Icíar es implacable, súpersincera, no porque tengamos un relación especial no me dice lo que piensa
No entiende que un estreno tan reducido tenga que ser simultáneo en todos los cines de España, que no se ponen de acuerdo en la fecha que más les conviene y que viven sometidos a la dictadura de las 'majors'. Toda una aventura que ha realizado mientras seguía desempeñando su labor diseñando sistemas de control de plantas de procesos, un trabajo por el que también ha sentido devoción y que no abandona del todo “porque me gusta”. El tiempo para escribir, preproducir, rodar y montar sabe de dónde lo ha sacado: “de tener broncas con mi mujer”. Su apoyo en este sueño, pero la primera (junto a sus hijos, que le ayudan con la posproducción) que ha sufrido todo este “parto larguísimo”.
La crítica, mejor en familia
A Manuel Bollaín no le preocupan las críticas, sabe que su influencia es relativa, aunque hay a una persona a la que sí teme, a su sobrina Icíar, que todavía no ha visto Quizás, pero que “es implacable”. “Es súpersincera, no porque tengamos un relación especial no me dice lo que piensa”, asegura.
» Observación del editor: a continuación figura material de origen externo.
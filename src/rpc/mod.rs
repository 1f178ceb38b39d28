//! Foreign-chain RPC Module
//!
//! Transport, response normalization and error classification for the
//! Ethereum JSON-RPC endpoint.

pub mod client;
pub mod outcome;
pub mod transport;
pub mod types;

pub use client::EthRpcClient;
pub use outcome::{classify_error_code, ErrorClass, RpcError, RpcOutcome};
pub use transport::{HttpTransport, RpcTransport};
pub use types::{
    BlockHeader, BlockTag, FeeHistory, GetLogsParam, LogEntry, SendRawTransactionResult,
    TransactionInfo, TransactionReceipt,
};
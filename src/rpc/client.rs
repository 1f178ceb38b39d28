//! Typed Ethereum JSON-RPC Client
//!
//! Wraps an [`RpcTransport`] and turns raw JSON into the normalized types of
//! [`super::types`]. Only the methods the minter needs are implemented.

use serde::de::DeserializeOwned;
use serde_json::{json, Value};
use std::sync::Arc;

use super::outcome::{classify_error_code, ErrorClass, RpcError, RpcOutcome};
use super::transport::RpcTransport;
use super::types::{
    parse_u64, BlockHeader, BlockTag, FeeHistory, GetLogsParam, LogEntry, RawBlockHeader,
    RawFeeHistory, RawLogEntry, RawTransactionInfo, RawTransactionReceipt,
    SendRawTransactionResult, TransactionInfo, TransactionReceipt,
};
use crate::types::{Address, Hash};

/// Ethereum JSON-RPC client over a single endpoint
#[derive(Clone)]
pub struct EthRpcClient {
    transport: Arc<dyn RpcTransport>,
}

impl EthRpcClient {
    pub fn new(transport: Arc<dyn RpcTransport>) -> Self {
        Self { transport }
    }

    /// Issue a call and decode the result
    async fn request<R: DeserializeOwned>(&self, method: &str, params: Value) -> Result<R, RpcError> {
        tracing::debug!(method, "JSON-RPC call");

        let value = self
            .transport
            .call(method, params)
            .await
            .into_result(method)?;

        serde_json::from_value(value).map_err(|e| RpcError::malformed(method, e.to_string()))
    }

    /// Issue a call, decode the raw shape and normalize it
    async fn request_converted<Raw, T>(&self, method: &str, params: Value) -> Result<T, RpcError>
    where
        Raw: DeserializeOwned,
        T: TryFrom<Raw, Error = String>,
    {
        let raw: Raw = self.request(method, params).await?;
        T::try_from(raw).map_err(|e| RpcError::malformed(method, e))
    }

    pub async fn block_number(&self) -> Result<u64, RpcError> {
        let raw: String = self.request("eth_blockNumber", json!([])).await?;
        parse_u64(&raw).map_err(|e| RpcError::malformed("eth_blockNumber", e))
    }

    pub async fn get_block_by_number(&self, block: BlockTag) -> Result<BlockHeader, RpcError> {
        let method = "eth_getBlockByNumber";
        let raw: Option<RawBlockHeader> = self
            .request(method, json!([block.to_param(), false]))
            .await?;

        let raw = raw.ok_or_else(|| RpcError::malformed(method, "block not found"))?;
        BlockHeader::try_from(raw).map_err(|e| RpcError::malformed(method, e))
    }

    pub async fn get_logs(&self, filter: &GetLogsParam) -> Result<Vec<LogEntry>, RpcError> {
        let method = "eth_getLogs";
        let raw: Vec<RawLogEntry> = self.request(method, json!([filter.to_param()])).await?;

        raw.into_iter()
            .map(|log| LogEntry::try_from(log).map_err(|e| RpcError::malformed(method, e)))
            .collect()
    }

    pub async fn fee_history(
        &self,
        block_count: u64,
        newest_block: BlockTag,
        reward_percentiles: &[f64],
    ) -> Result<FeeHistory, RpcError> {
        self.request_converted::<RawFeeHistory, _>(
            "eth_feeHistory",
            json!([
                format!("{:#x}", block_count),
                newest_block.to_param(),
                reward_percentiles
            ]),
        )
        .await
    }

    /// Submit a signed transaction
    ///
    /// Never fails: every answer is reconciled into a
    /// [`SendRawTransactionResult`].
    pub async fn send_raw_transaction(&self, raw_transaction: &str) -> SendRawTransactionResult {
        let method = "eth_sendRawTransaction";
        let outcome = self.transport.call(method, json!([raw_transaction])).await;
        let result = reconcile_send_outcome(outcome);

        tracing::debug!(method, result = ?result, "send outcome");
        result
    }

    pub async fn get_transaction_by_hash(
        &self,
        hash: &Hash,
    ) -> Result<Option<TransactionInfo>, RpcError> {
        let method = "eth_getTransactionByHash";
        let raw: Option<RawTransactionInfo> =
            self.request(method, json!([hash.to_string()])).await?;

        raw.map(TransactionInfo::try_from)
            .transpose()
            .map_err(|e| RpcError::malformed(method, e))
    }

    pub async fn get_transaction_receipt(
        &self,
        hash: &Hash,
    ) -> Result<Option<TransactionReceipt>, RpcError> {
        let method = "eth_getTransactionReceipt";
        let raw: Option<RawTransactionReceipt> =
            self.request(method, json!([hash.to_string()])).await?;

        raw.map(TransactionReceipt::try_from)
            .transpose()
            .map_err(|e| RpcError::malformed(method, e))
    }

    pub async fn get_transaction_count(
        &self,
        address: &Address,
        block: BlockTag,
    ) -> Result<u64, RpcError> {
        let method = "eth_getTransactionCount";
        let raw: String = self
            .request(
                method,
                json!([format!("0x{}", hex::encode(address.as_bytes())), block.to_param()]),
            )
            .await?;

        parse_u64(&raw).map_err(|e| RpcError::malformed(method, e))
    }
}

/// Map a send answer onto the reconciliation table
pub fn reconcile_send_outcome(outcome: RpcOutcome<Value>) -> SendRawTransactionResult {
    match outcome {
        RpcOutcome::Result(_) => SendRawTransactionResult::Ok,
        RpcOutcome::TransportFailure(reason) => SendRawTransactionResult::Retryable(reason),
        RpcOutcome::Error { code, message } => {
            if let Some(known) = SendRawTransactionResult::from_error_message(&message) {
                return known;
            }
            match classify_error_code(code) {
                ErrorClass::Retryable => {
                    SendRawTransactionResult::Retryable(format!("{}: {}", code, message))
                }
                ErrorClass::Terminal => {
                    SendRawTransactionResult::Rejected(format!("{}: {}", code, message))
                }
            }
        }
    }
}
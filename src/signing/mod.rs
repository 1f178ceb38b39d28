//! Signing Module
//!
//! The threshold signing service is consumed through [`ThresholdSigner`];
//! the [`SigningOrchestrator`] turns its raw signatures into signed
//! foreign-chain transactions.

pub mod local;
pub mod orchestrator;
pub mod remote;

use async_trait::async_trait;

pub use local::LocalKeySigner;
pub use orchestrator::{derive_address, SigningOrchestrator};
pub use remote::RemoteSigner;

/// Signing request sent to the signing service
#[derive(Debug, Clone, PartialEq, Eq)]
pub struct SignRequest {
    pub key_id: String,
    pub digest: [u8; 32],
}

/// Signing errors
#[derive(Debug, Clone, PartialEq, thiserror::Error)]
pub enum SigningError {
    #[error("signing service unavailable: {0}")]
    Unavailable(String),

    #[error("signing rejected: {0}")]
    Rejected(String),

    #[error("signing already in flight for sequence number {0}")]
    AlreadyInFlight(u64),

    #[error("invalid key: {0}")]
    InvalidKey(String),
}

impl SigningError {
    /// Every signing failure leaves the request untouched and may be retried
    pub fn is_retryable(&self) -> bool {
        !matches!(self, Self::InvalidKey(_))
    }
}

/// Opaque signing service: digest and key id in, signature out
#[cfg_attr(test, mockall::automock)]
#[async_trait]
pub trait ThresholdSigner: Send + Sync {
    /// SEC1-encoded public key of `key_id`
    async fn public_key(&self, key_id: String) -> Result<Vec<u8>, SigningError>;

    /// 64-byte `r || s` ECDSA signature over the digest
    async fn sign(&self, request: SignRequest) -> Result<[u8; 64], SigningError>;

    /// Signer type description
    fn signer_type(&self) -> &'static str;
}
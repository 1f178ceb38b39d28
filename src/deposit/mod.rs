//! Deposit Module
//!
//! Discovers `ReceivedEth` logs of the helper contract and credits the
//! beneficiaries.
//!
//! # Components
//! - `parser` - Decodes and validates deposit logs
//! - `scanner` - Scans confirmed block ranges and commits classifications

pub mod parser;
pub mod scanner;

pub use parser::{classify_log, deposit_event_topic, DEPOSIT_EVENT_SIGNATURE};
pub use scanner::{DepositScanner, ScanReport, ScannerConfig};
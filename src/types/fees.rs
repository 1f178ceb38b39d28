//! Fee Snapshot Types
//!
//! Fee parameters for the two supported fee markets. Snapshots are computed
//! fresh for every call and never cached.

use serde::{Deserialize, Serialize};
use std::fmt;
use std::str::FromStr;

use super::units::Wei;

/// Gas needed by a plain value transfer
pub const TRANSFER_GAS_LIMIT: u64 = 21_000;

/// Fee market used to price withdrawal transactions
#[derive(Debug, Clone, Copy, PartialEq, Eq, Serialize, Deserialize)]
#[serde(rename_all = "snake_case")]
pub enum FeeMarket {
    /// Base fee + priority fee (type-2 transactions)
    Eip1559,
    /// Flat gas price (type-1 transactions)
    Eip2930,
}

impl Default for FeeMarket {
    fn default() -> Self {
        Self::Eip1559
    }
}

impl fmt::Display for FeeMarket {
    fn fmt(&self, f: &mut fmt::Formatter<'_>) -> fmt::Result {
        match self {
            Self::Eip1559 => write!(f, "eip1559"),
            Self::Eip2930 => write!(f, "eip2930"),
        }
    }
}

impl FromStr for FeeMarket {
    type Err = String;

    fn from_str(s: &str) -> Result<Self, Self::Err> {
        match s.to_lowercase().as_str() {
            "eip1559" | "eip-1559" | "1559" => Ok(Self::Eip1559),
            "eip2930" | "eip-2930" | "2930" | "legacy" => Ok(Self::Eip2930),
            _ => Err(format!("unknown fee market: {}", s)),
        }
    }
}

/// EIP-1559 fee parameters
#[derive(Debug, Clone, Copy, PartialEq, Eq, Serialize, Deserialize)]
pub struct Eip1559FeeSnapshot {
    pub base_fee_last_finalized: Wei,
    pub base_fee_next_estimate: Wei,
    pub priority_fee: Wei,
    pub max_fee: Wei,
    pub gas_limit: u64,
}

impl Eip1559FeeSnapshot {
    /// Upper bound on what the transaction can cost
    pub fn max_transaction_fee(&self) -> Option<Wei> {
        self.max_fee.checked_mul(self.gas_limit as Wei)
    }
}

/// EIP-2930 (flat gas price) fee parameters
#[derive(Debug, Clone, Copy, PartialEq, Eq, Serialize, Deserialize)]
pub struct Eip2930FeeSnapshot {
    pub gas_price: Wei,
    pub gas_limit: u64,
}

impl Eip2930FeeSnapshot {
    pub fn max_transaction_fee(&self) -> Option<Wei> {
        self.gas_price.checked_mul(self.gas_limit as Wei)
    }
}

/// Fee parameters for either market
#[derive(Debug, Clone, Copy, PartialEq, Eq, Serialize, Deserialize)]
#[serde(rename_all = "snake_case")]
pub enum FeeSnapshot {
    Eip1559(Eip1559FeeSnapshot),
    Eip2930(Eip2930FeeSnapshot),
}

impl FeeSnapshot {
    pub fn max_transaction_fee(&self) -> Option<Wei> {
        match self {
            Self::Eip1559(fee) => fee.max_transaction_fee(),
            Self::Eip2930(fee) => fee.max_transaction_fee(),
        }
    }

    pub fn market(&self) -> FeeMarket {
        match self {
            Self::Eip1559(_) => FeeMarket::Eip1559,
            Self::Eip2930(_) => FeeMarket::Eip2930,
        }
    }
}

#[cfg(test)]
mod tests {
    use super::*;

    #[test]
    fn test_max_transaction_fee() {
        let fee = Eip1559FeeSnapshot {
            base_fee_last_finalized: 10,
            base_fee_next_estimate: 12,
            priority_fee: 2,
            max_fee: 26,
            gas_limit: TRANSFER_GAS_LIMIT,
        };
        assert_eq!(fee.max_transaction_fee(), Some(26 * 21_000));

        let legacy = FeeSnapshot::Eip2930(Eip2930FeeSnapshot {
            gas_price: Wei::MAX,
            gas_limit: 2,
        });
        assert_eq!(legacy.max_transaction_fee(), None);
    }

    #[test]
    fn test_fee_market_parsing() {
        assert_eq!("EIP1559".parse::<FeeMarket>(), Ok(FeeMarket::Eip1559));
        assert_eq!("legacy".parse::<FeeMarket>(), Ok(FeeMarket::Eip2930));
        assert!("bogus".parse::<FeeMarket>().is_err());
    }
}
El que es un fan declarado de sus cortometrajes y mediometrajes es Paul Laverty, pareja de la realizadora y guionista de sus trabajos, así como de los de Ken Loach. “Muchas veces me ha dicho que le diera un guion de algún mediometraje porque de ahí se podía hacer un largo. Tengo más éxito con Paul que con Icíar”, dice riendo mientras asegura que él no tiene porque ser implacable con la obra de su sobrina, porque “todas son maravillosas”.
A pesar de sus 73 años no piensa parar y amenaza con otro largometraje, aunque primero quiere ver qué ocurre con esta. “Me imagino que pasará sin pena ni gloria, pero cuando la resaca acabe empezaré la siguiente”, zanja seguro. Seguirá fijándose en sus maestros, Woody Allen y Alfred Hitchock, y en la energía de otro cineasta al que admira: Manoel de Oliveira, el portugués que a sus 106 años, sólo meses antes de morir, terminab su última obra. Dirigir era su sueño y su vida, como la de Manuel Bollaín, que lleva el celuloide en la sangre y que ha demostrado que se puede ser una joven promesa con más de 70 años.